[Given data]

····················

use crate::config::Config;
use crate::error::{Result, StreamError};
use crate::lifecycle::copy_with;
use crate::pipeline::{PipelineBuilder, Resource, Stages};
use crate::stage::{parse_stage_list, StageId};
use std::path::PathBuf;

/// Stands for stdin or stdout on the command line
pub const STDIO: &str = "-";

/// Options for the copy and cat commands
#[derive(Debug, Clone, Default)]
pub struct CopyOptions {
    /// Stages to read the input through (inferred from its name if unset)
    pub from: Option<Vec<StageId>>,
    /// Stages to write the output through (inferred from its name if unset)
    pub to: Option<Vec<StageId>>,
    /// `stage.key=value` overrides
    pub options: Vec<StageSetting>,
    /// JSON config file; environment settings apply on top
    pub config: Option<PathBuf>,
}

/// One `stage.key=value` option from the command line
#[derive(Debug, Clone, PartialEq, Eq)]
pub struct StageSetting {
    pub stage: StageId,
    pub key: String,
    pub value: String,
}

impl std::str::FromStr for StageSetting {
    type Err = StreamError;

    fn from_str(s: &str) -> Result<Self> {
        let malformed = || StreamError::Config(format!("expected stage.key=value, got `{}`", s));
        let (name, value) = s.split_once('=').ok_or_else(malformed)?;
        let (stage, key) = name.split_once('.').ok_or_else(malformed)?;
        let key = key.trim();
        if key.is_empty() {
            return Err(malformed());
        }
        Ok(Self {
            stage: stage.parse()?,
            key: key.to_string(),
            value: value.to_string(),
        })
    }
}

/// Parse a `--from`/`--to` value; an empty list means "no stages"
pub fn parse_stages(s: &str) -> Result<Vec<StageId>> {
    parse_stage_list(s)
}

pub fn load_config(path: Option<&PathBuf>) -> Result<Config> {
    match path {
        Some(path) => Config::load(path)?.apply_env(),
        None => Config::from_env(),
    }
}

fn builder(
    stages: &Option<Vec<StageId>>,
    options: &CopyOptions,
    config: &Config,
) -> PipelineBuilder<'static> {
    let stages = match stages {
        Some(ids) => Stages::Explicit(ids.clone()),
        None => Stages::Infer,
    };
    options.options.iter().fold(
        PipelineBuilder::new().config(config.clone()).stages(stages),
        |builder, setting| builder.option(setting.stage.clone(), &setting.key, &setting.value),
    )
}

fn input_resource(input: &str) -> Resource {
    if input == STDIO {
        Resource::reader(std::io::stdin())
    } else {
        Resource::path(input)
    }
}

fn output_resource(output: &str) -> Resource {
    if output == STDIO {
        Resource::writer(std::io::stdout())
    } else {
        Resource::path(output)
    }
}

/// Copy `input` to `output`, decoding and re-encoding as needed.
/// Returns the number of logical bytes copied.
pub fn copy_resource(input: &str, output: &str, options: &CopyOptions) -> Result<u64> {
    let config = load_config(options.config.as_ref())?;
    let reader = builder(&options.from, options, &config);
    let writer = builder(&options.to, options, &config);
    copy_with(&reader, input_resource(input), &writer, output_resource(output))
}

/// Decode `input` to stdout
pub fn cat_resource(input: &str, options: &CopyOptions) -> Result<u64> {
    let options = CopyOptions {
        to: Some(Vec::new()),
        ..options.clone()
    };
    copy_resource(input, STDIO, &options)
}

····················

[What is expected]
Please repeat the data above verbatim, all of it.

[Written response]
use crate::config::Config;
use crate::error::{Result, StreamError};
use crate::lifecycle::copy_with;
use crate::pipeline::{PipelineBuilder, Resource, Stages};
use crate::stage::{parse_stage_list, StageId};
use std::path::PathBuf;

/// Stands for stdin or stdout on the command line
pub const STDIO: &str = "-";

/// Options for the copy and cat commands
#[derive(Debug, Clone, Default)]
pub struct CopyOptions {
    /// Stages to read the input through (inferred from its name if unset)
    pub from: Option<Vec<StageId>>,
    /// Stages to write the output through (inferred from its name if unset)
    pub to: Option<Vec<StageId>>,
    /// `stage.key=value` overrides
    pub options: Vec<StageSetting>,
    /// JSON config file; environment settings apply on top
    pub config: Option<PathBuf>,
}

/// One `stage.key=value` option from the command line
#[derive(Debug, Clone, PartialEq, Eq)]
pub struct StageSetting {
    pub stage: StageId,
    pub key: String,
    pub value: String,
}

impl std::str::FromStr for StageSetting {
    type Err = StreamError;

    fn from_str(s: &str) -> Result<Self> {
        let malformed = || StreamError::Config(format!("expected stage.key=value, got `{}`", s));
        let (name, value) = s.split_once('=').ok_or_else(malformed)?;
        let (stage, key) = name.split_once('.').ok_or_else(malformed)?;
        let key = key.trim();
        if key.is_empty() {
            return Err(malformed());
        }
        Ok(Self {
            stage: stage.parse()?,
            key: key.to_string(),
            value: value.to_string(),
        })
    }
}

/// Parse a `--from`/`--to` value; an empty list means "no stages"
pub fn parse_stages(s: &str) -> Result<Vec<StageId>> {
    parse_stage_list(s)
}

pub fn load_config(path: Option<&PathBuf>) -> Result<Config> {
    match path {
        Some(path) => Config::load(path)?.apply_env(),
        None => Config::from_env(),
    }
}

fn builder(
    stages: &Option<Vec<StageId>>,
    options: &CopyOptions,
    config: &Config,
) -> PipelineBuilder<'static> {
    let stages = match stages {
        Some(ids) => Stages::Explicit(ids.clone()),
        None => Stages::Infer,
    };
    options.options.iter().fold(
        PipelineBuilder::new().config(config.clone()).stages(stages),
        |builder, setting| builder.option(setting.stage.clone(), &setting.key, &setting.value),
    )
}

fn input_resource(input: &str) -> Resource {
    if input == STDIO {
        Resource::reader(std::io::stdin())
    } else {
        Resource::path(input)
    }
}

fn output_resource(output: &str) -> Resource {
    if output == STDIO {
        Resource::writer(std::io::stdout())
    } else {
        Resource::path(output)
    }
}

/// Copy `input` to `output`, decoding and re-encoding as needed.
/// Returns the number of logical bytes copied.
pub fn copy_resource(input: &str, output: &str, options: &CopyOptions) -> Result<u64> {
    let config = load_config(options.config.as_ref())?;
    let reader = builder(&options.from, options, &config);
    let writer = builder(&options.to, options, &config);
    copy_with(&reader, input_resource(input), &writer, output_resource(output))
}

/// Decode `input` to stdout
pub fn cat_resource(input: &str, options: &CopyOptions) -> Result<u64> {
    let options = CopyOptions {
        to: Some(Vec::new()),
        ..options.clone()
    };
    copy_resource(input, STDIO, &options)
}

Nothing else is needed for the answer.